Чуть позже, глядя, как уходит вода, я мысленно вернулся в книжный магазин, куда заходил днём, чтобы купить «Маленького принца» на шведском языке в подарок участливой девушке из софийского магазина, пусть её коллекция пополнится ещё одним экспонатом, а если такой уже есть, что с того, всегда можно на что-нибудь обменять. Отправив книгу срочной бандеролью, я приложил к ней открытку с изображением Астрид Линдгрен, написав на обороте только одно слово «Спасибо» на болгарском, шведском и английском языках, а подумав, прибавил к ним ещё и свой родной. Если и есть в мире слово, которое может стереть все границы, то это «спасибо». Может, настанет время, когда на всех языках оно будет звучать одинаково.
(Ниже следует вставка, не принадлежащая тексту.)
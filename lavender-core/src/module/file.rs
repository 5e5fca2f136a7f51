use std::{
    collections::BTreeMap,
    path::{Path, PathBuf},
    time::UNIX_EPOCH,
};

use lavender_index::Md5Cache;
use walkdir::WalkDir;

use crate::{
    error::{CoreError, CoreResult},
    module::{Module, ModuleConfig},
    resource::{Resource, ResourceData},
};

/// Snapshot of the files below a module root, built on first use.
#[derive(Debug, Default)]
enum FileMap {
    #[default]
    Unloaded,
    Loaded(BTreeMap<String, PathBuf>),
}

impl FileMap {
    fn invalidate(&mut self) {
        *self = FileMap::Unloaded;
    }
}

/// Resources from a directory tree. The content id is the modification time
/// in milliseconds.
#[derive(Debug)]
pub struct FileModule {
    config: ModuleConfig,
    root: PathBuf,
    files: FileMap,
    cache: Option<Md5Cache>,
}

impl FileModule {
    pub fn new(config: ModuleConfig, root: impl Into<PathBuf>) -> Self {
        Self {
            config,
            root: root.into(),
            files: FileMap::Unloaded,
            cache: None,
        }
    }

    pub fn with_md5_cache(mut self, cache: Md5Cache) -> Self {
        self.cache = Some(cache);
        self
    }

    pub fn root(&self) -> &Path {
        &self.root
    }

    /// Drops the file snapshot; the next access walks the tree again.
    pub fn invalidate(&mut self) {
        self.files.invalidate();
    }

    fn load(&mut self) -> CoreResult<()> {
        if let FileMap::Unloaded = self.files {
            self.files = FileMap::Loaded(self.scan()?);
        }
        Ok(())
    }

    fn loaded(&self) -> Option<&BTreeMap<String, PathBuf>> {
        match &self.files {
            FileMap::Loaded(files) => Some(files),
            FileMap::Unloaded => None,
        }
    }

    fn scan(&self) -> CoreResult<BTreeMap<String, PathBuf>> {
        let mut files = BTreeMap::new();
        for entry in WalkDir::new(&self.root).follow_links(true) {
            let entry = entry.map_err(|e| CoreError::Io {
                path: e.path().unwrap_or(&self.root).to_path_buf(),
                source: e.into(),
            })?;
            if !entry.file_type().is_file() {
                continue;
            }
            let Some(path) = relative_path(&self.root, entry.path()) else {
                tracing::warn!("skipping non UTF-8 path {}", entry.path().display());
                continue;
            };
            if self.config.accepts(&path) {
                files.insert(path, entry.into_path());
            }
        }
        tracing::debug!(
            "module {}: found {} files below {}",
            self.config.name(),
            files.len(),
            self.root.display()
        );
        Ok(files)
    }

    fn resource(path: &str, file: &Path) -> CoreResult<Resource> {
        let metadata = std::fs::metadata(file).map_err(CoreError::io(file))?;
        let modified = metadata
            .modified()
            .ok()
            .and_then(|t| t.duration_since(UNIX_EPOCH).ok())
            .map(|d| d.as_millis())
            .unwrap_or_default();
        Ok(Resource {
            path: path.to_string(),
            content_id: modified.to_string(),
            size: Some(metadata.len()),
            data: ResourceData::File(file.to_path_buf()),
        })
    }
}

/// `path` relative to `root` with `/` separators.
fn relative_path(root: &Path, path: &Path) -> Option<String> {
    let relative = path.strip_prefix(root).ok()?;
    let parts = relative
        .components()
        .map(|c| c.as_os_str().to_str())
        .collect::<Option<Vec<_>>>()?;
    Some(parts.join("/"))
}

impl Module for FileModule {
    fn config(&self) -> &ModuleConfig {
        &self.config
    }

    fn resources(&mut self) -> CoreResult<Vec<Resource>> {
        self.load()?;
        self.loaded()
            .into_iter()
            .flatten()
            .map(|(path, file)| Self::resource(path, file))
            .collect()
    }

    fn probe(&mut self, path: &str) -> CoreResult<Option<Resource>> {
        let path = path.trim_start_matches('/');
        self.load()?;
        let known = self.loaded().and_then(|files| files.get(path)).cloned();
        match known {
            Some(file) if file.is_file() => Self::resource(path, &file).map(Some),
            Some(_) => {
                tracing::debug!("{path} vanished, dropping file map");
                self.invalidate();
                Ok(None)
            }
            None => {
                let file = self.root.join(path);
                if file.is_file() && self.config.accepts(path) {
                    tracing::debug!("{path} appeared, dropping file map");
                    self.invalidate();
                    Self::resource(path, &file).map(Some)
                } else {
                    Ok(None)
                }
            }
        }
    }

    fn md5_cache(&mut self) -> Option<&mut Md5Cache> {
        self.cache.as_mut()
    }
}
use std::sync::Arc;

use axum::Router;
use utoipa::OpenApi;
use utoipa_axum::{router::OpenApiRouter, routes};

use crate::state::AppState;

pub(crate) mod info;
pub(crate) mod rewrite;

#[derive(utoipa::OpenApi)]
#[openapi()]
pub struct ClientApiDoc;

pub(crate) fn setup_client_router() -> (Router<Arc<AppState>>, utoipa::openapi::OpenApi) {
    let (client_router, client_api) = OpenApiRouter::with_openapi(ClientApiDoc::openapi())
        .routes(routes!(rewrite::rewrite_html))
        .routes(routes!(rewrite::rewrite_css))
        .routes(routes!(info::engine_info))
        .split_for_parts();

    (client_router, client_api)
}
use std::{collections::BTreeMap, fs::File, io::Read, path::Path};

use bytes::Bytes;
use lavender_index::Md5Cache;

use crate::{
    error::{CoreError, CoreResult},
    module::{Module, ModuleConfig},
    resource::{Resource, ResourceData},
};

/// One archive member, held in memory.
#[derive(Debug, Clone)]
pub struct JarEntry {
    pub path: String,
    pub content_id: String,
    pub data: Bytes,
}

impl JarEntry {
    pub fn new(path: impl Into<String>, content_id: impl Into<String>, data: impl Into<Bytes>) -> Self {
        Self {
            path: path.into(),
            content_id: content_id.into(),
            data: data.into(),
        }
    }
}

/// Resources from a zip or jar archive, optionally only those below a prefix
/// such as `META-INF/resources/`. The content id is `{crc32}-{dos mtime}`.
#[derive(Debug)]
pub struct JarModule {
    config: ModuleConfig,
    entries: BTreeMap<String, JarEntry>,
    cache: Option<Md5Cache>,
}

impl JarModule {
    pub fn open(config: ModuleConfig, archive: &Path, prefix: &str) -> CoreResult<Self> {
        let zip_error = |source| CoreError::Archive {
            path: archive.to_path_buf(),
            source,
        };
        let file = File::open(archive).map_err(CoreError::io(archive))?;
        let mut zip = zip::ZipArchive::new(file).map_err(zip_error)?;
        let prefix = prefix.trim_start_matches('/');

        let mut entries = Vec::new();
        for i in 0..zip.len() {
            let mut member = zip.by_index(i).map_err(zip_error)?;
            if member.is_dir() {
                continue;
            }
            let Some(path) = member.name().strip_prefix(prefix).map(str::to_string) else {
                continue;
            };
            if path.is_empty() || !config.accepts(&path) {
                continue;
            }
            let modified = member
                .last_modified()
                .map(|t| format!("{:04x}{:04x}", t.datepart(), t.timepart()))
                .unwrap_or_default();
            let content_id = format!("{:08x}-{}", member.crc32(), modified);

            let mut data = Vec::with_capacity(member.size() as usize);
            member
                .read_to_end(&mut data)
                .map_err(CoreError::io(archive))?;
            entries.push(JarEntry::new(path, content_id, data));
        }

        tracing::debug!(
            "module {}: {} entries from {}",
            config.name(),
            entries.len(),
            archive.display()
        );
        Ok(Self::from_entries(config, entries))
    }

    /// Entries rejected by the module filters are dropped.
    pub fn from_entries(config: ModuleConfig, entries: impl IntoIterator<Item = JarEntry>) -> Self {
        let entries = entries
            .into_iter()
            .filter(|e| config.accepts(&e.path))
            .map(|e| (e.path.clone(), e))
            .collect();
        Self {
            config,
            entries,
            cache: None,
        }
    }

    pub fn with_md5_cache(mut self, cache: Md5Cache) -> Self {
        self.cache = Some(cache);
        self
    }

    fn resource(entry: &JarEntry) -> Resource {
        Resource {
            path: entry.path.clone(),
            content_id: entry.content_id.clone(),
            size: Some(entry.data.len() as u64),
            data: ResourceData::Bytes(entry.data.clone()),
        }
    }
}

impl Module for JarModule {
    fn config(&self) -> &ModuleConfig {
        &self.config
    }

    fn resources(&mut self) -> CoreResult<Vec<Resource>> {
        Ok(self.entries.values().map(Self::resource).collect())
    }

    fn probe(&mut self, path: &str) -> CoreResult<Option<Resource>> {
        Ok(self
            .entries
            .get(path.trim_start_matches('/'))
            .map(Self::resource))
    }

    fn md5_cache(&mut self) -> Option<&mut Md5Cache> {
        self.cache.as_mut()
    }
}
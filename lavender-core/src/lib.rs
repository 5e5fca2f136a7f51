//! Publish-time half of lavender.
//!
//! A [`Module`] yields [`Resource`]s from some source tree. [`publish`] runs
//! them through the module's md5 cache and a [`Distributor`], which writes
//! changed content to every target [`Docroot`] and keeps the per-module and
//! all-indexes identical across targets. [`gc`] and [`validate`] are the
//! operational tools for docroots that drifted.

pub mod distributor;
pub mod docroot;
pub mod error;
pub mod gc;
pub mod lock;
pub mod module;
pub mod publish;
pub mod resource;
pub mod validate;

pub use distributor::Distributor;
pub use docroot::Docroot;
pub use error::{CoreError, CoreResult};
pub use gc::{collect_garbage, GcReport};
pub use lock::Lock;
pub use module::{file::FileModule, jar::JarEntry, jar::JarModule, Module, ModuleConfig};
pub use publish::{publish, publish_to, PublishReport};
pub use resource::{Resource, ResourceData};
pub use validate::{validate, validate_cluster, Problem, ValidateOptions, ValidationReport};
Из ванной я вышел в приподнятом настроении, отмечая, что вода, как и прежде, действует на меня самым положительным образом, но тут же оказался в ситуации, перевернувшей моё представление как о воде, так и о положительном образе. На диване, перед включённым телевизором, сидел тот самый человек, которого я, смирившись, уже списал на собственную галлюцинацию. Он был всё в той же клетчатой рубашке и в шортах с подтяжками и безмятежно ел торт со взбитыми сливками, покачивая головой в такт доносящейся из телевизора музыке. Не могу сказать точно, что там играло, но в моей голове отчётливо прозвучало начало из Infinito Nero Сальваторе Шаррино.
От неожиданности я вздрогнул, отметив, что это именно неожиданность, а не страх и не удивление. Как будто я не сомневался в его появлении, а всего лишь не представлял, в какой именно момент оно случится. Это странно, но со второго раза он действительно показался мне очень знакомым – не потому, что я его видел час назад; это было узнавание на каком-то генетическом, клеточном уровне, в нём было что-то такое, что я давно знал, но знал совершенно автоматически, как всегда знают вкус молока, даже если избегают его со времён материнской груди.
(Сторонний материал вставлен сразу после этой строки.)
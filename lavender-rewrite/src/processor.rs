use std::io::{self, Write};

/// Turns one reference found in a document into its replacement.
///
/// Implementations must not fail: a reference that cannot be handled comes
/// back unchanged.
pub trait Rewriter {
    fn rewrite(&self, reference: &str) -> String;
}

/// A streaming text rewriter. Input may be split at any character boundary.
pub trait Processor {
    fn process(&mut self, text: &str) -> io::Result<()>;

    /// Pushes pending output to the underlying writer without ending the
    /// stream.
    fn flush(&mut self) -> io::Result<()>;

    /// Ends the stream: anything still buffered, such as a truncated tag, is
    /// written literally.
    fn finish(&mut self) -> io::Result<()>;
}

/// Bytes that are not UTF-8 travel through the processors as characters
/// `RAW_BYTE_BASE + byte` and are written back as the byte itself. Text
/// already using that range is carried byte by byte the same way, so every
/// input byte that is not rewritten comes out unchanged.
const RAW_BYTE_BASE: u32 = 0x10_FF00;

fn raw_byte(byte: u8) -> char {
    char::from_u32(RAW_BYTE_BASE + u32::from(byte)).unwrap_or(char::REPLACEMENT_CHARACTER)
}

fn push_text(text: &str, out: &mut String) {
    for c in text.chars() {
        if u32::from(c) >= RAW_BYTE_BASE {
            out.extend(c.encode_utf8(&mut [0; 4]).bytes().map(raw_byte));
        } else {
            out.push(c);
        }
    }
}

/// Decodes `bytes` into `out`. Returns the length of an incomplete sequence
/// at the end, which is left undecoded.
pub(crate) fn decode_into(mut bytes: &[u8], out: &mut String) -> usize {
    loop {
        match std::str::from_utf8(bytes) {
            Ok(text) => {
                push_text(text, out);
                return 0;
            }
            Err(e) => {
                let (valid, rest) = bytes.split_at(e.valid_up_to());
                push_text(std::str::from_utf8(valid).unwrap_or_default(), out);
                match e.error_len() {
                    Some(invalid) => {
                        out.extend(rest[..invalid].iter().copied().map(raw_byte));
                        bytes = &rest[invalid..];
                    }
                    None => return rest.len(),
                }
            }
        }
    }
}

/// Decodes a complete byte sequence, keeping a truncated trailing sequence as
/// raw bytes.
pub(crate) fn decode_all(bytes: &[u8]) -> String {
    let mut text = String::with_capacity(bytes.len());
    let pending = decode_into(bytes, &mut text);
    text.extend(bytes[bytes.len() - pending..].iter().copied().map(raw_byte));
    text
}

/// The inverse of [`decode_into`].
pub(crate) fn encode_into(text: &str, out: &mut Vec<u8>) {
    for c in text.chars() {
        match u32::from(c).checked_sub(RAW_BYTE_BASE) {
            Some(byte) => out.push(byte as u8),
            None => out.extend_from_slice(c.encode_utf8(&mut [0; 4]).as_bytes()),
        }
    }
}

/// Output buffering shared by the processors. Text is collected and handed
/// to the writer in blocks instead of character by character.
#[derive(Debug)]
pub(crate) struct Output<W: Write> {
    writer: W,
    pending: String,
    encoded: Vec<u8>,
}

const OUTPUT_BLOCK: usize = 8 * 1024;

impl<W: Write> Output<W> {
    pub(crate) fn new(writer: W) -> Self {
        Self {
            writer,
            pending: String::new(),
            encoded: Vec::new(),
        }
    }

    pub(crate) fn push(&mut self, c: char) {
        self.pending.push(c);
    }

    pub(crate) fn push_str(&mut self, s: &str) {
        self.pending.push_str(s);
    }

    pub(crate) fn drain_if_full(&mut self) -> io::Result<()> {
        if self.pending.len() >= OUTPUT_BLOCK {
            self.drain()?;
        }
        Ok(())
    }

    pub(crate) fn drain(&mut self) -> io::Result<()> {
        if !self.pending.is_empty() {
            self.encoded.clear();
            encode_into(&self.pending, &mut self.encoded);
            self.writer.write_all(&self.encoded)?;
            self.pending.clear();
        }
        Ok(())
    }

    pub(crate) fn flush(&mut self) -> io::Result<()> {
        self.drain()?;
        self.writer.flush()
    }

    pub(crate) fn into_inner(self) -> W {
        self.writer
    }
}

/// Adapts a [`Processor`] to [`std::io::Write`], decoding UTF-8 across
/// arbitrary chunk boundaries. Bytes that are not UTF-8, such as Latin-1
/// text, are forwarded unchanged.
pub struct ProcessorWriter<P: Processor> {
    processor: P,
    undecoded: Vec<u8>,
    text: String,
}

impl<P: Processor> ProcessorWriter<P> {
    pub fn new(processor: P) -> Self {
        Self {
            processor,
            undecoded: Vec::new(),
            text: String::new(),
        }
    }

    /// Ends the stream and returns the processor.
    pub fn finish(mut self) -> io::Result<P> {
        if !self.undecoded.is_empty() {
            // a multi-byte sequence cut off by the end of the stream
            let text = decode_all(&self.undecoded);
            self.processor.process(&text)?;
            self.undecoded.clear();
        }
        self.processor.finish()?;
        Ok(self.processor)
    }

    fn decode(&mut self) -> io::Result<()> {
        self.text.clear();
        let pending = decode_into(&self.undecoded, &mut self.text);
        if !self.text.is_empty() {
            self.processor.process(&self.text)?;
        }
        let decoded = self.undecoded.len() - pending;
        self.undecoded.drain(..decoded);
        Ok(())
    }
}

impl<P: Processor> Write for ProcessorWriter<P> {
    fn write(&mut self, buf: &[u8]) -> io::Result<usize> {
        self.undecoded.extend_from_slice(buf);
        self.decode()?;
        Ok(buf.len())
    }

    fn flush(&mut self) -> io::Result<()> {
        self.processor.flush()
    }
}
На мгновение я застыл возле двери в ванную, пытаясь сообразить, что делать дальше. Вариантов было не много. Говоря по правде, их не было вообще, в том смысле, что мне совершенно ничего не приходило в голову, я так и стоял в халате, и смотрел на развалившегося на диване человека, словно это была картина, которую кто-то давно назвал шедевром и теперь необходимо приложить массу усилий, чтобы понять, что же в ней такого шедеврального. Разница была только в том, что эта картина была говорящей.
– Наконец-то, – запихивая в рот очередной кусок торта, произнёс человек, показывая, что не слишком изобретателен по части начала разговора. Или мои галлюцинации столь скудны?
– Я уж было решил, что ты собрался утопиться, – продолжил он. – Так долго лежать в ванной вредно для здоровья. Я бы поделился с тобой тортиком, но его осталось мало. К тому же сладкое тоже вредно для здоровья. Только не для моего. Я – исключение.
Я сделал несколько шагов и уселся в кресло, не торопясь отвечать. Всем известно, что молчание порой действует лучше любого слова, особенно если слов нет.
– По телевизору крутят всякую муть, – продолжал незваный гость, – за сто лет ничего не изменилось. Я свой любимый телевизор давно выкинул из окна. Хорошо, что у меня есть ещё парочка. Я переключу?
Я изобразил неопределённый жест.
– Вот и славно. Не уверен, что по другим каналам будет что-то стоящее. Нет, пусть уж остаётся всё как есть или выкинем и его в окно? То-то шуму будет. Хоть какое-то развлечение. Ух, мы с одним тут на днях повеселились – весь дом разгромили, только рыбки в аквариуме остались. Жаль, что у тебя нет рыбок. Ты возишь с собой всякое барахло, маленькая рыбка в банке тебя бы не обременила, а так хоть будет с кем поговорить.
– С чего ты взял, что я хочу с кем-то говорить? – спросил я, чувствуя необходимость прервать этот монолог.
– А то не понятно! – возмутился он. – Что бы я тут делал, если б не ты. Ты захотел, чтобы я появился – я появился. Честно говоря, мне и самому хотелось – уж больно ты заметный. Шумишь много. Я ведь всё про тебя знаю. И как зовут, и сколько лет, и откуда родом. Это просто. Проще, чем умять несколько тортиков. Может, закажем в номер? Этот заканчивается слишком быстро. Обещаю, что не буду прятаться.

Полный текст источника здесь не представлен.